SOURCE MATERIAL:
use chrono::NaiveDate;

use crate::core::DataPoint;
use crate::error::{ChartError, ChartResult};

/// One dated sample; `value` is `None` for a missing observation.
#[derive(Debug, Clone, Copy, PartialEq)]
pub struct Observation {
    pub date: NaiveDate,
    pub value: Option<f64>,
}

impl Observation {
    #[must_use]
    pub fn new(date: NaiveDate, value: Option<f64>) -> Self {
        Self { date, value }
    }

    #[must_use]
    pub fn present(date: NaiveDate, value: f64) -> Self {
        Self::new(date, Some(value))
    }

    #[must_use]
    pub fn missing(date: NaiveDate) -> Self {
        Self::new(date, None)
    }
}

/// Provider time series with strictly increasing dates.
///
/// Non-finite values are stored as missing observations.
#[derive(Debug, Clone, PartialEq)]
pub struct Series {
    id: String,
    observations: Vec<Observation>,
}

impl Series {
    pub fn new(id: impl Into<String>, observations: Vec<Observation>) -> ChartResult<Self> {
        let id = id.into();
        for pair in observations.windows(2) {
            if pair[1].date <= pair[0].date {
                return Err(ChartError::InvalidData(format!(
                    "series `{id}` dates must be strictly increasing ({} follows {})",
                    pair[1].date, pair[0].date
                )));
            }
        }

        let observations = observations
            .into_iter()
            .map(|obs| Observation::new(obs.date, obs.value.filter(|value| value.is_finite())))
            .collect();
        Ok(Self { id, observations })
    }

    #[must_use]
    pub fn empty(id: impl Into<String>) -> Self {
        Self {
            id: id.into(),
            observations: Vec::new(),
        }
    }

    #[must_use]
    pub fn id(&self) -> &str {
        &self.id
    }

    #[must_use]
    pub fn observations(&self) -> &[Observation] {
        &self.observations
    }

    #[must_use]
    pub fn len(&self) -> usize {
        self.observations.len()
    }

    #[must_use]
    pub fn is_empty(&self) -> bool {
        self.observations.is_empty()
    }

    /// Observations with a present value, as plot points.
    #[must_use]
    pub fn present_points(&self) -> Vec<DataPoint> {
        self.observations
            .iter()
            .filter_map(|obs| obs.value.map(|value| DataPoint::from_date(obs.date, value)))
            .collect()
    }

    /// Copy restricted to the inclusive `[start, end]` window; `None` is unbounded.
    #[must_use]
    pub fn window(&self, start: Option<NaiveDate>, end: Option<NaiveDate>) -> Self {
        let observations = self
            .observations
            .iter()
            .copied()
            .filter(|obs| start.is_none_or(|start| obs.date >= start))
            .filter(|obs| end.is_none_or(|end| obs.date <= end))
            .collect();
        Self {
            id: self.id.clone(),
            observations,
        }
    }

    pub(crate) fn with_observations(&self, observations: Vec<Observation>) -> Self {
        Self {
            id: self.id.clone(),
            observations,
        }
    }
}
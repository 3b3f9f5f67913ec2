use crate::render::{Color, LineStrokeStyle};

/// Visual constants shared by every panel of a dashboard pass.
#[derive(Debug, Clone, Copy, PartialEq)]
pub struct DashboardStyle {
    pub figure_background: Color,
    pub plot_background: Color,
    pub text_color: Color,
    pub grid_line_color: Color,
    pub grid_line_width: f64,
    pub grid_line_style: LineStrokeStyle,
    pub series_line_width: f64,
    pub series_palette: [Color; 7],
    pub legend_background: Color,
    pub legend_border_color: Color,

    pub figure_title_font_size_px: f64,
    pub panel_title_font_size_px: f64,
    pub axis_label_font_size_px: f64,
    pub tick_label_font_size_px: f64,
    pub legend_font_size_px: f64,
    pub placeholder_font_size_px: f64,
    pub time_label_rotation_deg: f64,

    /// Space reserved around each plot inside its grid cell.
    pub plot_inset_left_px: f64,
    pub plot_inset_top_px: f64,
    pub plot_inset_right_px: f64,
    pub plot_inset_bottom_px: f64,
    /// Gap between a tick and its label.
    pub tick_label_gap_px: f64,
    pub legend_padding_px: f64,
    pub legend_swatch_width_px: f64,
}

impl DashboardStyle {
    /// Line color of the `index`-th series in a panel, cycling the palette.
    #[must_use]
    pub fn series_color(&self, index: usize) -> Color {
        self.series_palette[index % self.series_palette.len()]
    }
}

impl Default for DashboardStyle {
    fn default() -> Self {
        Self {
            figure_background: Color::rgb(1.0, 1.0, 1.0),
            plot_background: Color::hex(0xE5E5E5),
            text_color: Color::hex(0x333333),
            grid_line_color: Color::rgb(1.0, 1.0, 1.0).with_alpha(0.7),
            grid_line_width: 1.0,
            grid_line_style: LineStrokeStyle::Dashed,
            series_line_width: 1.5,
            series_palette: [
                Color::hex(0xE24A33),
                Color::hex(0x348ABD),
                Color::hex(0x988ED5),
                Color::hex(0x777777),
                Color::hex(0xFBC15E),
                Color::hex(0x8EBA42),
                Color::hex(0xFFB5B8),
            ],
            legend_background: Color::hex(0xE5E5E5).with_alpha(0.8),
            legend_border_color: Color::hex(0xCCCCCC),

            figure_title_font_size_px: 32.0,
            panel_title_font_size_px: 18.0,
            axis_label_font_size_px: 14.0,
            tick_label_font_size_px: 12.0,
            legend_font_size_px: 12.0,
            placeholder_font_size_px: 16.0,
            time_label_rotation_deg: 45.0,

            plot_inset_left_px: 100.0,
            plot_inset_top_px: 44.0,
            plot_inset_right_px: 24.0,
            plot_inset_bottom_px: 100.0,
            tick_label_gap_px: 6.0,
            legend_padding_px: 8.0,
            legend_swatch_width_px: 24.0,
        }
    }
}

BRIEF:
Pull out every line in the material above where "DashboardStyle" occurs.

RESULT OF THIS EXERCISE:
pub struct DashboardStyle {
impl DashboardStyle {
impl Default for DashboardStyle {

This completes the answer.